#### Task requirements
Output the data below exactly. Leave nothing out.

(Extracted material)

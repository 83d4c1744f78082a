//! Rendered notification messages.

use crate::task::domain::{Task, TaskLifecycleEvent, TaskOwner};
use minijinja::{Environment, context};
use std::fmt;
use thiserror::Error;

const CREATED_BODY: &str = "\
Hello {{ user_name }},

Task Created

Title: {{ title }}
Description: {{ description }}
Status: {{ status }}

Thank you,
Your Task Management App
";

const COMPLETED_BODY: &str = "\
Hello {{ user_name }},

Task Completed

Title: {{ title }}
Description: {{ description }}
Status: {{ status }}

Thank you,
Your Task Management App
";

/// Which lifecycle transition a notification announces.
#[derive(Debug, Clone, Copy, PartialEq, Eq)]
pub enum NotificationKind {
    /// A task was created.
    Created,
    /// A task moved into the complete status.
    Completed,
}

impl NotificationKind {
    /// Returns the notification kind for `event`.
    #[must_use]
    pub const fn for_event(event: &TaskLifecycleEvent) -> Self {
        match event {
            TaskLifecycleEvent::Created(_) => Self::Created,
            TaskLifecycleEvent::Completed(_) => Self::Completed,
        }
    }

    /// Returns the subject line for a task titled `title`.
    #[must_use]
    pub fn subject(self, title: &str) -> String {
        match self {
            Self::Created => format!("New Task Created: {title}"),
            Self::Completed => format!("Task Completed: {title}"),
        }
    }

    const fn body_template(self) -> &'static str {
        match self {
            Self::Created => CREATED_BODY,
            Self::Completed => COMPLETED_BODY,
        }
    }
}

impl fmt::Display for NotificationKind {
    fn fmt(&self, f: &mut fmt::Formatter<'_>) -> fmt::Result {
        match self {
            Self::Created => f.write_str("created"),
            Self::Completed => f.write_str("completed"),
        }
    }
}

/// A fully rendered email ready for delivery.
#[derive(Debug, Clone, PartialEq, Eq)]
pub struct OutgoingMail {
    /// Recipient address.
    pub to: String,
    /// Recipient display name.
    pub to_name: String,
    /// Subject line.
    pub subject: String,
    /// Plain-text body.
    pub body: String,
}

/// Error returned when a notification template fails to render.
#[derive(Debug, Clone, Error, PartialEq, Eq)]
#[error("failed to render {kind} notification: {reason}")]
pub struct RenderError {
    /// The notification being rendered.
    pub kind: NotificationKind,
    /// Renderer message.
    pub reason: String,
}

/// Renders the notification of `kind` about `task` for `owner`.
///
/// # Errors
///
/// Returns [`RenderError`] when the template engine rejects the template.
pub fn render_notification(
    kind: NotificationKind,
    task: &Task,
    owner: &TaskOwner,
) -> Result<OutgoingMail, RenderError> {
    let environment = Environment::new();
    let body = environment
        .render_str(
            kind.body_template(),
            context! {
                user_name => owner.name.as_str(),
                title => task.title().as_str(),
                description => task.description().as_str(),
                status => task.status().label(),
            },
        )
        .map_err(|error| RenderError {
            kind,
            reason: error.to_string(),
        })?;

    Ok(OutgoingMail {
        to: owner.email.clone(),
        to_name: owner.name.clone(),
        subject: kind.subject(task.title().as_str()),
        body,
    })
}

(End Extracted material)

#### Task answer
repository 83d4c1744f78082a
//! Rendered notification messages.

use crate::task::domain::{Task, TaskLifecycleEvent, TaskOwner};
use minijinja::{Environment, context};
use std::fmt;
use thiserror::Error;

const CREATED_BODY: &str = "\
Hello {{ user_name }},

Task Created

Title: {{ title }}
Description: {{ description }}
Status: {{ status }}

Thank you,
Your Task Management App
";

const COMPLETED_BODY: &str = "\
Hello {{ user_name }},

Task Completed

Title: {{ title }}
Description: {{ description }}
Status: {{ status }}

Thank you,
Your Task Management App
";

/// Which lifecycle transition a notification announces.
#[derive(Debug, Clone, Copy, PartialEq, Eq)]
pub enum NotificationKind {
    /// A task was created.
    Created,
    /// A task moved into the complete status.
    Completed,
}

impl NotificationKind {
    /// Returns the notification kind for `event`.
    #[must_use]
    pub const fn for_event(event: &TaskLifecycleEvent) -> Self {
        match event {
            TaskLifecycleEvent::Created(_) => Self::Created,
            TaskLifecycleEvent::Completed(_) => Self::Completed,
        }
    }

    /// Returns the subject line for a task titled `title`.
    #[must_use]
    pub fn subject(self, title: &str) -> String {
        match self {
            Self::Created => format!("New Task Created: {title}"),
            Self::Completed => format!("Task Completed: {title}"),
        }
    }

    const fn body_template(self) -> &'static str {
        match self {
            Self::Created => CREATED_BODY,
            Self::Completed => COMPLETED_BODY,
        }
    }
}

impl fmt::Display for NotificationKind {
    fn fmt(&self, f: &mut fmt::Formatter<'_>) -> fmt::Result {
        match self {
            Self::Created => f.write_str("created"),
            Self::Completed => f.write_str("completed"),
        }
    }
}

/// A fully rendered email ready for delivery.
#[derive(Debug, Clone, PartialEq, Eq)]
pub struct OutgoingMail {
    /// Recipient address.
    pub to: String,
    /// Recipient display name.
    pub to_name: String,
    /// Subject line.
    pub subject: String,
    /// Plain-text body.
    pub body: String,
}

/// Error returned when a notification template fails to render.
#[derive(Debug, Clone, Error, PartialEq, Eq)]
#[error("failed to render {kind} notification: {reason}")]
pub struct RenderError {
    /// The notification being rendered.
    pub kind: NotificationKind,
    /// Renderer message.
    pub reason: String,
}

/// Renders the notification of `kind` about `task` for `owner`.
///
/// # Errors
///
/// Returns [`RenderError`] when the template engine rejects the template.
pub fn render_notification(
    kind: NotificationKind,
    task: &Task,
    owner: &TaskOwner,
) -> Result<OutgoingMail, RenderError> {
    let environment = Environment::new();
    let body = environment
        .render_str(
            kind.body_template(),
            context! {
                user_name => owner.name.as_str(),
                title => task.title().as_str(),
                description => task.description().as_str(),
                status => task.status().label(),
            },
        )
        .map_err(|error| RenderError {
            kind,
            reason: error.to_string(),
        })?;

    Ok(OutgoingMail {
        to: owner.email.clone(),
        to_name: owner.name.clone(),
        subject: kind.subject(task.title().as_str()),
        body,
    })
}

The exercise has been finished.